Cowpland lascia. Corel allo sbando?

L'esonero forzato di Cowpland dalle più alte cariche dell'azienda segna forse qualcosa di più della semplice fine di un'era. Mai così incerto il futuro di Corel

Web - Quale sarà il futuro di Corel, una delle più celebri aziende del computing?
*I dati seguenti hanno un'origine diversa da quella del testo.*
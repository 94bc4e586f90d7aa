//! Configuration loading and validation.
//!
//! Configuration is layered with [figment], later sources overriding earlier
//! ones:
//!
//! 1. Built-in defaults ([`Config::default`])
//! 2. A configuration file: TOML, or YAML/JSON by extension. Without an
//!    explicit path, `config.toml` in the platform config directory is used
//!    when it exists.
//! 3. Environment variables prefixed with `KIKOERU_`, e.g.
//!    `KIKOERU_OFFLOAD_MEDIA=true`.
//!
//! Keys written in camelCase (`rootFolders`, `offloadMedia`, …), as found in
//! existing kikoeru `config.json` files, are renamed as the file is read, so
//! environment overrides still apply on top of them.
//!
//! The result is a plain value: nothing here is global, and consumers get
//! their media bases from [`Config::media_locator`].
//!
//! ```toml
//! offload_media = true
//! offload_stream_path = "https://cdn.example.com/media/stream/"
//! offload_download_path = "https://cdn.example.com/media/download/"
//!
//! [[root_folders]]
//! name = "VoiceWork"
//! path = "/srv/VoiceWork"
//! ```

pub mod error;

use directories::ProjectDirs;
use exn::ResultExt;
use figment::providers::{Env, Format, Json, Serialized, Toml, Yaml};
use figment::value::{Dict, Map};
use figment::{Figment, Metadata, Profile, Provider};
use kikoeru_location::{Location, MediaLocator, Offload, RootFolder};
use serde::{Deserialize, Serialize};
use std::collections::HashSet;
use std::ffi::OsStr;
use std::path::{Path, PathBuf};
use tracing::{debug, instrument};

use crate::error::{ErrorKind, Result};

/// Prefix for environment variable overrides.
pub const ENV_PREFIX: &str = "KIKOERU_";
/// File name looked up in the platform config directory.
pub const DEFAULT_FILE_NAME: &str = "config.toml";
pub const DEFAULT_OFFLOAD_STREAM_PATH: &str = "/media/stream/";
pub const DEFAULT_OFFLOAD_DOWNLOAD_PATH: &str = "/media/download/";

/// camelCase keys written by earlier kikoeru releases, and their current names.
const LEGACY_KEYS: [(&str, &str); 4] = [
    ("rootFolders", "root_folders"),
    ("offloadMedia", "offload_media"),
    ("offloadStreamPath", "offload_stream_path"),
    ("offloadDownloadPath", "offload_download_path"),
];

/// Renames [`LEGACY_KEYS`] in the wrapped provider's data. A current key
/// present in the same file wins over its legacy spelling.
struct LegacyKeys<P>(P);
impl<P: Provider> Provider for LegacyKeys<P> {
    fn metadata(&self) -> Metadata {
        self.0.metadata()
    }

    fn data(&self) -> std::result::Result<Map<Profile, Dict>, figment::Error> {
        let mut data = self.0.data()?;
        for dict in data.values_mut() {
            for (legacy, current) in LEGACY_KEYS {
                if let Some(value) = dict.remove(legacy) {
                    dict.entry(current.to_string()).or_insert(value);
                }
            }
        }
        Ok(data)
    }

    fn profile(&self) -> Option<Profile> {
        self.0.profile()
    }
}

#[derive(Debug, Clone, PartialEq, Eq, Serialize, Deserialize)]
#[serde(default)]
pub struct Config {
    /// Library roots, looked up by name when resolving a track.
    pub root_folders: Vec<RootFolder>,
    /// Serve media from the offload paths instead of local disk.
    pub offload_media: bool,
    /// Base for offloaded streams, e.g. `/media/stream/` behind a reverse
    /// proxy or an absolute CDN URL.
    pub offload_stream_path: Location,
    /// Base for offloaded downloads.
    pub offload_download_path: Location,
}
impl Default for Config {
    fn default() -> Self {
        Self {
            root_folders: Vec::new(),
            offload_media: false,
            offload_stream_path: Location::FsPath(DEFAULT_OFFLOAD_STREAM_PATH.to_string()),
            offload_download_path: Location::FsPath(DEFAULT_OFFLOAD_DOWNLOAD_PATH.to_string()),
        }
    }
}
impl Config {
    /// `config.toml` in the platform config directory, if one can be determined.
    pub fn default_path() -> Option<PathBuf> {
        ProjectDirs::from("", "", "kikoeru").map(|dirs| dirs.config_dir().join(DEFAULT_FILE_NAME))
    }

    /// Builds the layered provider without extracting it.
    pub fn figment(file: Option<&Path>) -> Figment {
        let figment = Figment::from(Serialized::defaults(Config::default()));
        let figment = match file {
            Some(path) => match path.extension().and_then(OsStr::to_str) {
                Some("yaml" | "yml") => figment.merge(LegacyKeys(Yaml::file(path))),
                Some("json") => figment.merge(LegacyKeys(Json::file(path))),
                _ => figment.merge(LegacyKeys(Toml::file(path))),
            },
            None => figment,
        };
        figment.merge(Env::prefixed(ENV_PREFIX).split("__"))
    }

    /// Loads and validates configuration.
    ///
    /// An explicit `file` must exist. Without one, the [default
    /// path](Self::default_path) is used only if present.
    #[instrument(level = "debug")]
    pub fn load(file: Option<&Path>) -> Result<Self> {
        let file = match file {
            Some(path) if !path.is_file() => exn::bail!(ErrorKind::Load),
            Some(path) => Some(path.to_path_buf()),
            None => Self::default_path().filter(|path| path.is_file()),
        };
        debug!(file = ?file, "loading configuration");
        let config: Self = Self::figment(file.as_deref()).extract().or_raise(|| ErrorKind::Load)?;
        config.validate()?;
        Ok(config)
    }

    /// Checks invariants that serde cannot express.
    pub fn validate(&self) -> Result<()> {
        let mut seen = HashSet::new();
        for root in &self.root_folders {
            if root.name.trim().is_empty() {
                exn::bail!(ErrorKind::EmptyRootFolderName);
            }
            if !seen.insert(root.name.as_str()) {
                exn::bail!(ErrorKind::DuplicateRootFolder(root.name.clone()));
            }
        }
        Ok(())
    }

    pub fn offload(&self) -> Option<Offload> {
        self.offload_media.then(|| Offload {
            stream: self.offload_stream_path.clone(),
            download: self.offload_download_path.clone(),
        })
    }

    pub fn media_locator(&self) -> MediaLocator {
        MediaLocator::new(self.root_folders.iter().cloned()).with_offload(self.offload())
    }
}
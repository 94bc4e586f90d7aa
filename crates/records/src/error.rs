//! Record Error Types
//!
//! This module provides structured errors using `exn` for automatic location
//! tracking and error tree construction.

use derive_more::{Display, Error};

/// A record error with automatic location tracking.
pub type Error = exn::Exn<ErrorKind>;
/// Result type alias for record operations.
pub type Result<T> = std::result::Result<T, Error>;

/// Actionable error categories.
///
/// These describe what the caller should *do*, not what went wrong internally.
#[derive(Debug, Display, Error, Clone, PartialEq, Eq)]
pub enum ErrorKind {
    /// A serialized column did not hold the structure the query promises.
    /// The storage layer is corrupt or the query changed; never mask it.
    #[display("invalid serialized column: {_0}")]
    InvalidColumn(#[error(not(source))] &'static str),
    /// A timestamp could not be reduced to a date.
    #[display("invalid timestamp: {_0}")]
    InvalidTimestamp(#[error(not(source))] String),
}

impl ErrorKind {
    /// Returns `true` if retrying might succeed.
    pub fn is_retryable(&self) -> bool {
        // Rows are decoded deterministically; the same row fails the same way.
        false
    }
}
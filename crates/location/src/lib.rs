//! Media location composition.
//!
//! Turns a work's stored coordinates (root folder, work directory, optional
//! subfolder, file name) into the string a route handler serves from: either
//! a local filesystem path or an absolute URL on an offload target.
//!
//! - [`Location`] classifies a configured base once, as URL or filesystem path.
//! - [`join`] appends fragments, normalising `/` and `\` separators and
//!   percent-encoding segments only when the base is a URL.
//! - [`MediaLocator`] picks the base (root folder or offload target) for a track.

pub mod error;
mod join;
mod location;
mod media;
mod segment;

pub use crate::join::join;
pub use crate::location::Location;
pub use crate::media::{MediaKind, MediaLocator, Offload, Resolved, RootFolder, TrackRef};
pub use crate::segment::{SEPARATORS, encode_segment, segments};
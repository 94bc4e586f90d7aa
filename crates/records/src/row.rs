use serde::Deserialize;
use serde_json::{Map, Value};

/// A work row as returned by the storage layer.
///
/// Nested structures arrive as JSON text built by the query itself
/// (`json_object(...)`, `json_group_array(...)`), and `nsfw` as an integer
/// flag. Review columns are only present in queries joined against a user's
/// reviews and default to `None` elsewhere.
///
/// Decodable from a sqlx row or from a JSON object with the same column names.
/// A JSON object may carry further columns; they land in `extra` and pass
/// through normalization untouched. A sqlx row only yields the columns
/// declared here, anything else it selects is ignored.
#[derive(Debug, Clone, Default, PartialEq, sqlx::FromRow, Deserialize)]
#[serde(default)]
pub struct WorkRow {
    pub id: i64,
    pub title: String,
    #[sqlx(default)]
    pub circle_id: i64,
    /// Circle name, selected next to `circleObj` by the work listing queries.
    #[sqlx(default)]
    pub name: Option<String>,
    #[sqlx(default)]
    pub release: String,
    #[sqlx(default)]
    pub dl_count: i64,
    #[sqlx(default)]
    pub price: i64,
    #[sqlx(default)]
    pub review_count: i64,
    #[sqlx(default)]
    pub rate_count: i64,
    #[sqlx(default)]
    pub rate_average_2dp: f64,
    pub nsfw: i64,
    /// `{"id": …, "name": …}`
    #[sqlx(rename = "circleObj")]
    #[serde(rename = "circleObj")]
    pub circle_obj: String,
    /// Rating distribution; passed through as-is.
    pub rate_count_detail: String,
    /// Sales rank history; `NULL` for works that never charted.
    #[sqlx(default)]
    pub rank: Option<String>,
    /// `{"vas": [{"id": …, "name": …}, …]}`
    #[sqlx(rename = "vaObj")]
    #[serde(rename = "vaObj")]
    pub va_obj: String,
    /// `{"tags": [{"id": …, "name": …}, …]}`
    #[sqlx(rename = "tagObj")]
    #[serde(rename = "tagObj")]
    pub tag_obj: String,
    #[sqlx(rename = "userRating", default)]
    #[serde(rename = "userRating")]
    pub user_rating: Option<i64>,
    #[sqlx(default)]
    pub review_text: Option<String>,
    #[sqlx(default)]
    pub progress: Option<String>,
    #[sqlx(default)]
    pub updated_at: Option<String>,
    #[sqlx(default)]
    pub user_name: Option<String>,
    #[sqlx(skip)]
    #[serde(flatten)]
    pub extra: Map<String, Value>,
}

#[cfg(test)]
mod tests {
    use super::*;
    use sqlx::{Connection, SqliteConnection};

    const SELECT_WORK: &str = r#"
        SELECT 443489 AS id,
            'ずっとそばにいてくれる' AS title,
            1 AS circle_id,
            'Circle' AS name,
            json_object('id', 1, 'name', 'Circle') AS circleObj,
            1 AS nsfw,
            '2022-03-01' AS release,
            1024 AS dl_count,
            880 AS price,
            12 AS review_count,
            40 AS rate_count,
            4.55 AS rate_average_2dp,
            json_array(json_object('review_point', 5, 'count', 30, 'ratio', 75)) AS rate_count_detail,
            NULL AS rank,
            json_object('vas', json_array(json_object('id', 'b2b6a0a4', 'name', 'VA'))) AS vaObj,
            json_object('tags', json_array()) AS tagObj
    "#;

    #[tokio::test]
    async fn test_decode_sqlite_row() {
        let mut conn = SqliteConnection::connect("sqlite::memory:").await.unwrap();
        let row: WorkRow = sqlx::query_as(SELECT_WORK).fetch_one(&mut conn).await.unwrap();
        assert_eq!(row.id, 443489);
        assert_eq!(row.nsfw, 1);
        assert_eq!(row.circle_obj, r#"{"id":1,"name":"Circle"}"#);
        assert_eq!(row.va_obj, r#"{"vas":[{"id":"b2b6a0a4","name":"VA"}]}"#);
        assert_eq!(row.tag_obj, r#"{"tags":[]}"#);
        assert_eq!(row.rank, None);
        assert_eq!(row.name.as_deref(), Some("Circle"));
        // Review columns were not selected.
        assert_eq!(row.user_rating, None);
        assert_eq!(row.updated_at, None);

        let work = crate::Work::try_from(row).unwrap();
        assert_eq!(work.name.as_deref(), Some("Circle"));
        let value = serde_json::to_value(&work).unwrap();
        assert_eq!(value["name"], serde_json::json!("Circle"));
        assert_eq!(value["circle"], serde_json::json!({"id": 1, "name": "Circle"}));
    }

    #[tokio::test]
    async fn test_decode_sqlite_review_row() {
        let mut conn = SqliteConnection::connect("sqlite::memory:").await.unwrap();
        let query = format!(
            "SELECT w.*, 4 AS userRating, 'good' AS review_text, 'listened' AS progress, \
             '2021-05-02 08-15-22' AS updated_at, 'admin' AS user_name FROM ({SELECT_WORK}) AS w"
        );
        let row: WorkRow = sqlx::query_as(&query).fetch_one(&mut conn).await.unwrap();
        assert_eq!(row.user_rating, Some(4));
        assert_eq!(row.progress.as_deref(), Some("listened"));
        assert_eq!(row.updated_at.as_deref(), Some("2021-05-02 08-15-22"));
    }

    #[test]
    fn test_decode_json_row() {
        let row: WorkRow = serde_json::from_str(
            r#"{
                "id": 1,
                "title": "Title",
                "nsfw": 0,
                "circleObj": "{\"id\":1,\"name\":\"X\"}",
                "rate_count_detail": "[]",
                "rank": null,
                "vaObj": "{\"vas\":[]}",
                "tagObj": "{\"tags\":[]}",
                "userRating": 5,
                "name": "X",
                "lyric_status": "local"
            }"#,
        )
        .unwrap();
        assert_eq!(row.circle_obj, r#"{"id":1,"name":"X"}"#);
        assert_eq!(row.user_rating, Some(5));
        assert_eq!(row.rank, None);
        assert_eq!(row.review_count, 0);
        assert_eq!(row.name.as_deref(), Some("X"));
        assert_eq!(row.extra.get("lyric_status"), Some(&Value::from("local")));
        assert!(!row.extra.contains_key("circleObj"));
    }
}
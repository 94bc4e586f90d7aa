use tracing::{debug, instrument, warn};

use crate::columns::{CircleColumn, JsonColumn, RankColumn, RateDetailColumn, TagColumn, VoiceActorColumn};
use crate::date::date_only;
use crate::error::{Error, ErrorKind, Result};
use crate::models::Work;
use crate::row::WorkRow;

/// Options for [`normalize`].
#[derive(Debug, Clone, Copy, Default, PartialEq, Eq)]
pub struct NormalizeOptions {
    /// Reduce `updated_at` to its calendar date.
    pub date_only: bool,
}
impl NormalizeOptions {
    pub fn with_date_only(mut self, date_only: bool) -> Self {
        self.date_only = date_only;
        self
    }
}

impl WorkRow {
    /// Reshapes a single row into its API representation.
    ///
    /// Fails if any serialized column is malformed; the row is never partially
    /// normalized or filled with defaults.
    pub fn normalize(self, options: &NormalizeOptions) -> Result<Work> {
        let updated_at = match self.updated_at {
            Some(timestamp) if options.date_only && !timestamp.is_empty() => Some(date_only(&timestamp)?),
            updated_at => updated_at,
        };
        Ok(Work {
            id: self.id,
            title: self.title,
            circle_id: self.circle_id,
            name: self.name,
            release: self.release,
            dl_count: self.dl_count,
            price: self.price,
            review_count: self.review_count,
            rate_count: self.rate_count,
            rate_average_2dp: self.rate_average_2dp,
            nsfw: self.nsfw != 0,
            circle: CircleColumn::decode(&self.circle_obj)?,
            rate_count_detail: RateDetailColumn::decode(&self.rate_count_detail)?,
            rank: RankColumn::decode_nullable(self.rank.as_deref())?,
            vas: VoiceActorColumn::decode(&self.va_obj)?,
            tags: TagColumn::decode(&self.tag_obj)?,
            user_rating: self.user_rating,
            review_text: self.review_text,
            progress: self.progress,
            updated_at,
            user_name: self.user_name,
            extra: self.extra,
        })
    }
}

impl TryFrom<WorkRow> for Work {
    type Error = Error;
    fn try_from(row: WorkRow) -> std::result::Result<Self, Self::Error> {
        row.normalize(&NormalizeOptions::default())
    }
}

/// Normalizes storage rows into API records, preserving order and count.
///
/// Stops at the first malformed row: a broken serialized column means the
/// storage layer is corrupt, and the whole request should fail.
///
/// ```
/// use kikoeru_records::{NormalizeOptions, WorkRow, normalize};
/// let row = WorkRow {
///     nsfw: 1,
///     circle_obj: r#"{"id":1,"name":"X"}"#.to_string(),
///     rate_count_detail: "{}".to_string(),
///     va_obj: r#"{"vas":[]}"#.to_string(),
///     tag_obj: r#"{"tags":[]}"#.to_string(),
///     ..WorkRow::default()
/// };
/// let works = normalize([row], &NormalizeOptions::default()).unwrap();
/// assert!(works[0].nsfw);
/// assert_eq!(works[0].circle.name(), Some("X"));
/// assert!(works[0].rank.is_none());
/// ```
#[instrument(skip_all, fields(date_only = options.date_only))]
pub fn normalize<I>(rows: I, options: &NormalizeOptions) -> Result<Vec<Work>>
where
    I: IntoIterator<Item = WorkRow>,
{
    let works = rows
        .into_iter()
        .map(|row| {
            let id = row.id;
            row.normalize(options).inspect_err(|err| {
                let kind: &ErrorKind = err;
                warn!(work_id = id, %kind, "failed to normalize work row");
            })
        })
        .collect::<Result<Vec<_>>>()?;
    debug!(count = works.len(), "normalized work rows");
    Ok(works)
}
//! CLI Error Types

use derive_more::{Display, Error};

/// A CLI error with automatic location tracking.
pub type Error = exn::Exn<ErrorKind>;
/// Result type alias for CLI commands.
pub type Result<T> = std::result::Result<T, Error>;

#[derive(Debug, Display, Error, Clone, PartialEq, Eq)]
pub enum ErrorKind {
    #[display("configuration error")]
    Config,
    #[display("could not resolve location")]
    Location,
    #[display("could not normalize records")]
    Records,
    #[display("could not read input")]
    Input,
    #[display("could not write output")]
    Output,
}
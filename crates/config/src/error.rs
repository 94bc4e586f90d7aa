//! Config Error Types
//!
//! This module provides structured errors using `exn` for automatic location
//! tracking and error tree construction.

use derive_more::{Display, Error};

/// A configuration error with automatic location tracking.
pub type Error = exn::Exn<ErrorKind>;
/// Result type alias for configuration operations.
pub type Result<T> = std::result::Result<T, Error>;

/// Actionable error categories.
///
/// These describe what the caller should *do*, not what went wrong internally.
#[derive(Debug, Display, Error, Clone, PartialEq, Eq)]
pub enum ErrorKind {
    /// A source could not be read or did not match the expected shape.
    #[display("could not load configuration")]
    Load,
    #[display("root folder name must not be empty")]
    EmptyRootFolderName,
    #[display("root folder configured more than once: {_0}")]
    DuplicateRootFolder(#[error(not(source))] String),
}

impl ErrorKind {
    /// Returns `true` if retrying might succeed.
    pub fn is_retryable(&self) -> bool {
        matches!(self, Self::Load)
    }
}
//! Query-string validation for thesis search.
//!
//! Query parameters arrive as strings, so they are checked by hand rather
//! than through a JSON Schema. Empty values count as absent.

use gts_core::enums::ThesisType;
use gts_core::filters::{ThesisFilter, ThesisSearchParams};
use gts_core::inputs::MIN_YEAR;
use gts_core::responses::FieldIssue;

use crate::error::SchemaError;
use crate::payload::current_year;

fn present(raw: Option<&String>) -> Option<&str> {
    raw.map(|s| s.trim()).filter(|s| !s.is_empty())
}

fn positive_id(field: &str, raw: Option<&String>, issues: &mut Vec<FieldIssue>) -> Option<i64> {
    let value = present(raw)?;
    match value.parse::<i64>() {
        Ok(id) if id > 0 => Some(id),
        _ => {
            issues.push(FieldIssue::new(
                field,
                format!("'{value}' is not a positive integer"),
            ));
            None
        }
    }
}

fn year(
    field: &str,
    raw: Option<&String>,
    bounds: (i32, i32),
    issues: &mut Vec<FieldIssue>,
) -> Option<i32> {
    let value = present(raw)?;
    match value.parse::<i32>() {
        Ok(y) if (bounds.0..=bounds.1).contains(&y) => Some(y),
        Ok(y) => {
            issues.push(FieldIssue::new(
                field,
                format!("{y} is outside {}..={}", bounds.0, bounds.1),
            ));
            None
        }
        Err(_) => {
            issues.push(FieldIssue::new(
                field,
                format!("'{value}' is not an integer"),
            ));
            None
        }
    }
}

/// Validate raw search parameters and convert them into a typed filter.
///
/// # Errors
///
/// Returns `SchemaError::ValidationFailed` listing every bad parameter.
pub fn parse_search_params(params: &ThesisSearchParams) -> Result<ThesisFilter, SchemaError> {
    let mut issues = Vec::new();

    let thesis_type = present(params.thesis_type.as_ref()).and_then(|raw| {
        raw.parse::<ThesisType>()
            .map_err(|e| issues.push(FieldIssue::new("type", e.to_string())))
            .ok()
    });

    let filter = ThesisFilter {
        query: present(params.query.as_ref()).map(str::to_string),
        author_id: positive_id("author_id", params.author_id.as_ref(), &mut issues),
        university_id: positive_id("university_id", params.university_id.as_ref(), &mut issues),
        institute_id: positive_id("institute_id", params.institute_id.as_ref(), &mut issues),
        thesis_type,
        language: present(params.language.as_ref()).map(str::to_string),
        year_from: year(
            "year_from",
            params.year_from.as_ref(),
            (MIN_YEAR, i32::MAX),
            &mut issues,
        ),
        year_to: year(
            "year_to",
            params.year_to.as_ref(),
            (i32::MIN, current_year()),
            &mut issues,
        ),
    };

    if issues.is_empty() {
        Ok(filter)
    } else {
        Err(SchemaError::ValidationFailed { issues })
    }
}

#[cfg(test)]
mod tests {
    use super::*;
    use pretty_assertions::assert_eq;

    fn params(pairs: &[(&str, &str)]) -> ThesisSearchParams {
        let map: serde_json::Map<String, serde_json::Value> = pairs
            .iter()
            .map(|(k, v)| ((*k).to_string(), serde_json::Value::from(*v)))
            .collect();
        serde_json::from_value(serde_json::Value::Object(map)).unwrap()
    }

    #[test]
    fn empty_params_give_empty_filter() {
        let filter = parse_search_params(&ThesisSearchParams::default()).unwrap();
        assert!(filter.is_empty());
    }

    #[test]
    fn blank_values_are_ignored() {
        let filter = parse_search_params(&params(&[("query", "  "), ("author_id", "")])).unwrap();
        assert!(filter.is_empty());
    }

    #[test]
    fn parses_every_filter() {
        let filter = parse_search_params(&params(&[
            ("query", "graph"),
            ("author_id", "3"),
            ("university_id", "1"),
            ("institute_id", "2"),
            ("type", "Specialization in Medicine"),
            ("language", "Turkish"),
            ("year_from", "2000"),
            ("year_to", "2010"),
        ]))
        .unwrap();
        assert_eq!(
            filter,
            ThesisFilter {
                query: Some("graph".into()),
                author_id: Some(3),
                university_id: Some(1),
                institute_id: Some(2),
                thesis_type: Some(ThesisType::SpecializationInMedicine),
                language: Some("Turkish".into()),
                year_from: Some(2000),
                year_to: Some(2010),
            }
        );
    }

    #[test]
    fn collects_every_bad_parameter() {
        let err = parse_search_params(&params(&[
            ("author_id", "abc"),
            ("type", "Bachelor"),
            ("year_from", "1800"),
            ("year_to", "99999"),
        ]))
        .unwrap_err();
        let paths: Vec<&str> = err
            .issues()
            .unwrap_or_default()
            .iter()
            .map(|i| i.path.as_str())
            .collect();
        assert_eq!(paths, vec!["type", "author_id", "year_from", "year_to"]);
    }

    #[test]
    fn filter_roundtrips_through_params() {
        let filter = ThesisFilter {
            thesis_type: Some(ThesisType::ProficiencyInArt),
            year_to: Some(2015),
            ..ThesisFilter::default()
        };
        let back = parse_search_params(&ThesisSearchParams::from(&filter)).unwrap();
        assert_eq!(back, filter);
    }
}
Fino a qualche giorno fa a farsi questa domanda, e a trovare le risposte, doveva pensarci Micheal Cowpland, fondatore dell'azienda che è stato ora esonerato dal ruolo di Presidente e CEO.

Cowpland, a cui si devono i maggiori successi di Corel e l'arrivo in zona Linux, è anche ritenuto responsabile dei sempre più numerosi fallimenti industriali dell'azienda canadese: negli ultimi mesi, nei settori in cui più ha investito (primo tra tutti quello delle suite di applicazioni da ufficio disponibili online), Corel si è trovata schiacciata da colossi più organizzati e con maggiore capitale alle spalle, come Sun Microsystems. Di recente, inoltre, era sfumato l'importante accordo con Inprise/Borland, fallimento che al Consiglio di amministrazione non è proprio andato giù e che è stato imputato proprio a Cowpland.

Cowpland, che aveva dovuto difendersi da accuse di corruzione piovutegli addosso negli scorsi mesi, ora pare intenzionato a lanciare una start-up e lasciare definitivamente l'azienda che ha creato.